====== Entries provided

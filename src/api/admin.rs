//! Admin dashboard endpoint.

use axum::extract::State;
use serde::Serialize;

use super::{error, success, ApiResult};
use crate::admin::{SectionContent, ADMIN_SECTIONS};
use crate::db::Repository;
use crate::errors::AppError;
use crate::models::{EducationEntry, ExperienceEntry, Service, SkillCategory};
use crate::AppState;

/// Dashboard card for one admin section.
#[derive(Debug, Serialize)]
#[serde(rename_all = "camelCase")]
pub struct AdminSectionSummary {
    pub id: &'static str,
    pub name: &'static str,
    pub description: &'static str,
    pub path: String,
    pub api_path: String,
    pub item_count: i64,
}

/// GET /api/admin - List the admin sections with their item counts.
pub async fn get_dashboard(State(state): State<AppState>) -> ApiResult<Vec<AdminSectionSummary>> {
    let revision_id = state.repo.get_revision_id().await.unwrap_or(0);

    let mut sections = Vec::with_capacity(ADMIN_SECTIONS.len());
    for section in ADMIN_SECTIONS {
        let item_count = match count_items(&state.repo, section.content).await {
            Ok(count) => count,
            Err(e) => return error(e, revision_id),
        };
        sections.push(AdminSectionSummary {
            id: section.id,
            name: section.name,
            description: section.description,
            path: section.client_path(),
            api_path: format!("/api/admin{}", section.api_route),
            item_count,
        });
    }

    success(sections, revision_id)
}

async fn count_items(repo: &Repository, content: SectionContent) -> Result<i64, AppError> {
    match content {
        SectionContent::Services => repo.count::<Service>().await,
        SectionContent::Experience => repo.count::<ExperienceEntry>().await,
        SectionContent::Education => repo.count::<EducationEntry>().await,
        SectionContent::SkillCategories => repo.count::<SkillCategory>().await,
        SectionContent::SiteMetadata => Ok(i64::from(repo.get_site_metadata().await?.is_some())),
    }
}
//! Collection/document store on top of SQLite.
//!
//! Documents are JSON objects addressed by `(collection, id)`. Every write draws the next
//! store revision as its server timestamp inside the same transaction as the write.

use chrono::Utc;
use serde_json::{Map, Value};
use sqlx::sqlite::SqliteRow;
use sqlx::{Row, Sqlite, SqlitePool, Transaction};

use crate::errors::AppError;
use crate::models::ServerTimestamp;

/// Keys owned by the store; callers cannot write them.
const RESERVED_KEYS: [&str; 3] = ["id", "createdAt", "updatedAt"];

/// A stored document.
#[derive(Debug, Clone, PartialEq)]
pub struct Document {
    pub id: String,
    pub data: Map<String, Value>,
    pub created_at: ServerTimestamp,
    pub updated_at: ServerTimestamp,
}

/// Handle to the document store.
#[derive(Clone)]
pub struct DocumentStore {
    pool: SqlitePool,
}

impl DocumentStore {
    pub fn new(pool: SqlitePool) -> Self {
        Self { pool }
    }

    /// Close every pooled connection; later calls fail as unavailable.
    pub async fn close(&self) {
        self.pool.close().await;
    }

    /// Get the current revision ID.
    pub async fn revision(&self) -> Result<i64, AppError> {
        let row = sqlx::query("SELECT revision_id FROM meta WHERE id = 1")
            .fetch_one(&self.pool)
            .await?;
        Ok(row.get("revision_id"))
    }

    /// List a collection ascending by a numeric field, oldest first among equals.
    pub async fn list(&self, collection: &str, order_field: &str) -> Result<Vec<Document>, AppError> {
        let rows = sqlx::query(
            r#"SELECT id, data, created_seq, created_at, updated_seq, updated_at
               FROM documents
               WHERE collection = ?
               ORDER BY COALESCE(json_extract(data, ?), 0), created_seq"#,
        )
        .bind(collection)
        .bind(format!("$.{}", order_field))
        .fetch_all(&self.pool)
        .await?;

        rows.iter().map(document_from_row).collect()
    }

    /// Number of documents in a collection.
    pub async fn count(&self, collection: &str) -> Result<i64, AppError> {
        let row = sqlx::query("SELECT COUNT(*) AS total FROM documents WHERE collection = ?")
            .bind(collection)
            .fetch_one(&self.pool)
            .await?;
        Ok(row.get("total"))
    }

    /// Get a document by ID.
    pub async fn get(&self, collection: &str, id: &str) -> Result<Option<Document>, AppError> {
        let row = sqlx::query(
            r#"SELECT id, data, created_seq, created_at, updated_seq, updated_at
               FROM documents WHERE collection = ? AND id = ?"#,
        )
        .bind(collection)
        .bind(id)
        .fetch_optional(&self.pool)
        .await?;

        row.as_ref().map(document_from_row).transpose()
    }

    /// Insert a new document under a fresh identifier.
    pub async fn add(&self, collection: &str, data: Map<String, Value>) -> Result<Document, AppError> {
        let id = uuid::Uuid::new_v4().to_string();
        let data = strip_reserved(data);
        let body = encode(&data)?;

        let mut tx = self.pool.begin().await?;
        let stamp = next_stamp(&mut tx).await?;

        sqlx::query(
            r#"INSERT INTO documents (collection, id, data, created_seq, created_at, updated_seq, updated_at)
               VALUES (?, ?, ?, ?, ?, ?, ?)"#,
        )
        .bind(collection)
        .bind(&id)
        .bind(&body)
        .bind(stamp.sequence)
        .bind(stamp.recorded_at)
        .bind(stamp.sequence)
        .bind(stamp.recorded_at)
        .execute(&mut *tx)
        .await?;

        tx.commit().await?;

        tracing::debug!(collection, id = %id, "Document added");

        Ok(Document {
            id,
            data,
            created_at: stamp.clone(),
            updated_at: stamp,
        })
    }

    /// Write a document at a fixed key, replacing any previous content.
    ///
    /// The creation stamp of an existing document is kept.
    pub async fn set(
        &self,
        collection: &str,
        id: &str,
        data: Map<String, Value>,
    ) -> Result<Document, AppError> {
        let data = strip_reserved(data);
        let body = encode(&data)?;

        let mut tx = self.pool.begin().await?;
        let stamp = next_stamp(&mut tx).await?;

        sqlx::query(
            r#"INSERT INTO documents (collection, id, data, created_seq, created_at, updated_seq, updated_at)
               VALUES (?, ?, ?, ?, ?, ?, ?)
               ON CONFLICT (collection, id) DO UPDATE SET
                   data = excluded.data,
                   updated_seq = excluded.updated_seq,
                   updated_at = excluded.updated_at"#,
        )
        .bind(collection)
        .bind(id)
        .bind(&body)
        .bind(stamp.sequence)
        .bind(stamp.recorded_at)
        .bind(stamp.sequence)
        .bind(stamp.recorded_at)
        .execute(&mut *tx)
        .await?;

        let row = fetch_in_tx(&mut tx, collection, id).await?;
        tx.commit().await?;

        row.ok_or_else(|| not_found(collection, id))
    }

    /// Shallow-merge `patch` into an existing document.
    ///
    /// Top-level keys in `patch` overwrite stored keys; nested values are replaced whole.
    /// A `null` value removes the key.
    pub async fn update_merge(
        &self,
        collection: &str,
        id: &str,
        patch: Map<String, Value>,
    ) -> Result<Document, AppError> {
        let mut tx = self.pool.begin().await?;
        // Stamp first so the transaction holds the write lock before reading.
        let stamp = next_stamp(&mut tx).await?;

        let mut document = fetch_in_tx(&mut tx, collection, id)
            .await?
            .ok_or_else(|| not_found(collection, id))?;

        for (key, value) in strip_reserved(patch) {
            if value.is_null() {
                document.data.remove(&key);
            } else {
                document.data.insert(key, value);
            }
        }
        let body = encode(&document.data)?;

        sqlx::query(
            "UPDATE documents SET data = ?, updated_seq = ?, updated_at = ? WHERE collection = ? AND id = ?",
        )
        .bind(&body)
        .bind(stamp.sequence)
        .bind(stamp.recorded_at)
        .bind(collection)
        .bind(id)
        .execute(&mut *tx)
        .await?;

        tx.commit().await?;

        document.updated_at = stamp;
        Ok(document)
    }

    /// Delete a document, returning the stamp of the deletion.
    pub async fn delete(&self, collection: &str, id: &str) -> Result<ServerTimestamp, AppError> {
        let mut tx = self.pool.begin().await?;
        let stamp = next_stamp(&mut tx).await?;

        let result = sqlx::query("DELETE FROM documents WHERE collection = ? AND id = ?")
            .bind(collection)
            .bind(id)
            .execute(&mut *tx)
            .await?;

        if result.rows_affected() == 0 {
            return Err(not_found(collection, id));
        }

        tx.commit().await?;
        Ok(stamp)
    }
}

/// Increment the revision ID and return it as a stamp.
async fn next_stamp(tx: &mut Transaction<'_, Sqlite>) -> Result<ServerTimestamp, AppError> {
    let now = Utc::now();
    sqlx::query("UPDATE meta SET revision_id = revision_id + 1, generated_at = ? WHERE id = 1")
        .bind(now.to_rfc3339())
        .execute(&mut **tx)
        .await?;

    let row = sqlx::query("SELECT revision_id FROM meta WHERE id = 1")
        .fetch_one(&mut **tx)
        .await?;

    Ok(ServerTimestamp::new(row.get("revision_id"), now))
}

async fn fetch_in_tx(
    tx: &mut Transaction<'_, Sqlite>,
    collection: &str,
    id: &str,
) -> Result<Option<Document>, AppError> {
    let row = sqlx::query(
        r#"SELECT id, data, created_seq, created_at, updated_seq, updated_at
           FROM documents WHERE collection = ? AND id = ?"#,
    )
    .bind(collection)
    .bind(id)
    .fetch_optional(&mut **tx)
    .await?;

    row.as_ref().map(document_from_row).transpose()
}

fn document_from_row(row: &SqliteRow) -> Result<Document, AppError> {
    let id: String = row.get("id");
    let raw: String = row.get("data");

    let data = match serde_json::from_str::<Value>(&raw) {
        Ok(Value::Object(map)) => map,
        Ok(_) => {
            return Err(AppError::Internal(format!(
                "Document {} is not a JSON object",
                id
            )))
        }
        Err(e) => {
            return Err(AppError::Internal(format!(
                "Document {} has malformed data: {}",
                id, e
            )))
        }
    };

    Ok(Document {
        id,
        data,
        created_at: ServerTimestamp::new(row.get("created_seq"), row.get("created_at")),
        updated_at: ServerTimestamp::new(row.get("updated_seq"), row.get("updated_at")),
    })
}

fn strip_reserved(mut data: Map<String, Value>) -> Map<String, Value> {
    for key in RESERVED_KEYS {
        data.remove(key);
    }
    data
}

fn encode(data: &Map<String, Value>) -> Result<String, AppError> {
    serde_json::to_string(data)
        .map_err(|e| AppError::Internal(format!("Failed to encode document: {}", e)))
}

fn not_found(collection: &str, id: &str) -> AppError {
    AppError::NotFound(format!("Document {}/{} not found", collection, id))
}

#[cfg(test)]
mod tests {
    use super::*;
    use crate::db::init_database;
    use serde_json::json;
    use tempfile::TempDir;

    async fn test_store() -> (DocumentStore, TempDir) {
        let temp_dir = TempDir::new().unwrap();
        let pool = init_database(&temp_dir.path().join("store.sqlite"))
            .await
            .unwrap();
        (DocumentStore::new(pool), temp_dir)
    }

    fn object(value: Value) -> Map<String, Value> {
        match value {
            Value::Object(map) => map,
            _ => panic!("expected an object"),
        }
    }

    #[tokio::test]
    async fn test_add_assigns_id_and_stamps() {
        let (store, _dir) = test_store().await;

        let doc = store
            .add("notes", object(json!({ "text": "hello" })))
            .await
            .unwrap();

        assert!(!doc.id.is_empty());
        assert_eq!(doc.created_at, doc.updated_at);
        assert_eq!(doc.created_at.sequence, store.revision().await.unwrap());

        let fetched = store.get("notes", &doc.id).await.unwrap().unwrap();
        assert_eq!(fetched.data["text"], "hello");
        assert_eq!(fetched.created_at.sequence, doc.created_at.sequence);
    }

    #[tokio::test]
    async fn test_reserved_keys_are_dropped() {
        let (store, _dir) = test_store().await;

        let doc = store
            .add(
                "notes",
                object(json!({ "id": "mine", "createdAt": 1, "updatedAt": 2, "text": "x" })),
            )
            .await
            .unwrap();

        assert_ne!(doc.id, "mine");
        assert_eq!(doc.data.len(), 1);
    }

    #[tokio::test]
    async fn test_list_orders_by_field_then_creation() {
        let (store, _dir) = test_store().await;

        for (name, order) in [("c", 2), ("a", 0), ("b", 2), ("d", 1)] {
            store
                .add("items", object(json!({ "name": name, "order": order })))
                .await
                .unwrap();
        }
        store
            .add("other", object(json!({ "name": "z", "order": 0 })))
            .await
            .unwrap();

        let names: Vec<String> = store
            .list("items", "order")
            .await
            .unwrap()
            .into_iter()
            .map(|d| d.data["name"].as_str().unwrap().to_string())
            .collect();

        assert_eq!(names, vec!["a", "d", "c", "b"]);
        assert_eq!(store.count("items").await.unwrap(), 4);
    }

    #[tokio::test]
    async fn test_update_merge_is_shallow() {
        let (store, _dir) = test_store().await;

        let doc = store
            .add(
                "site",
                object(json!({ "email": "a@b.com", "social": { "github": "g", "linkedin": "l" } })),
            )
            .await
            .unwrap();

        let updated = store
            .update_merge("site", &doc.id, object(json!({ "social": { "github": "g2" } })))
            .await
            .unwrap();

        assert_eq!(updated.data["email"], "a@b.com");
        assert_eq!(updated.data["social"], json!({ "github": "g2" }));
        assert!(updated.updated_at > doc.updated_at);
        assert_eq!(updated.created_at, doc.created_at);
    }

    #[tokio::test]
    async fn test_update_merge_null_removes_key() {
        let (store, _dir) = test_store().await;

        let doc = store
            .add("experience", object(json!({ "role": "Analyst", "location": "Lusaka" })))
            .await
            .unwrap();

        store
            .update_merge("experience", &doc.id, object(json!({ "location": null })))
            .await
            .unwrap();

        let stored = store.get("experience", &doc.id).await.unwrap().unwrap();
        assert!(!stored.data.contains_key("location"));
        assert_eq!(stored.data["role"], "Analyst");
    }

    #[tokio::test]
    async fn test_update_missing_document() {
        let (store, _dir) = test_store().await;
        let before = store.revision().await.unwrap();

        let err = store
            .update_merge("items", "missing", Map::new())
            .await
            .unwrap_err();

        assert!(err.is_not_found());
        // The failed write must not consume a revision.
        assert_eq!(store.revision().await.unwrap(), before);
    }

    #[tokio::test]
    async fn test_delete_twice() {
        let (store, _dir) = test_store().await;

        let doc = store.add("items", Map::new()).await.unwrap();
        store.delete("items", &doc.id).await.unwrap();

        assert!(store.get("items", &doc.id).await.unwrap().is_none());
        assert!(store.delete("items", &doc.id).await.unwrap_err().is_not_found());
    }

    #[tokio::test]
    async fn test_set_keeps_creation_stamp() {
        let (store, _dir) = test_store().await;

        let first = store
            .set("site", "metadata", object(json!({ "name": "One", "phone": "1" })))
            .await
            .unwrap();
        let second = store
            .set("site", "metadata", object(json!({ "name": "Two" })))
            .await
            .unwrap();

        assert_eq!(second.id, "metadata");
        assert_eq!(second.created_at, first.created_at);
        assert!(second.updated_at > first.updated_at);
        assert!(second.data.get("phone").is_none());
    }

    #[tokio::test]
    async fn test_closed_pool_is_store_unavailable() {
        let (store, _dir) = test_store().await;
        store.close().await;

        let err = store.list("items", "order").await.unwrap_err();
        assert_eq!(err.error_code(), "STORE_UNAVAILABLE");
    }
}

============

Description of the task
Which lines of the data contain the string "fetched"? Copy each of them.

Written response
        let fetched = store.get("notes", &doc.id).await.unwrap().unwrap();
        assert_eq!(fetched.data["text"], "hello");
        assert_eq!(fetched.created_at.sequence, doc.created_at.sequence);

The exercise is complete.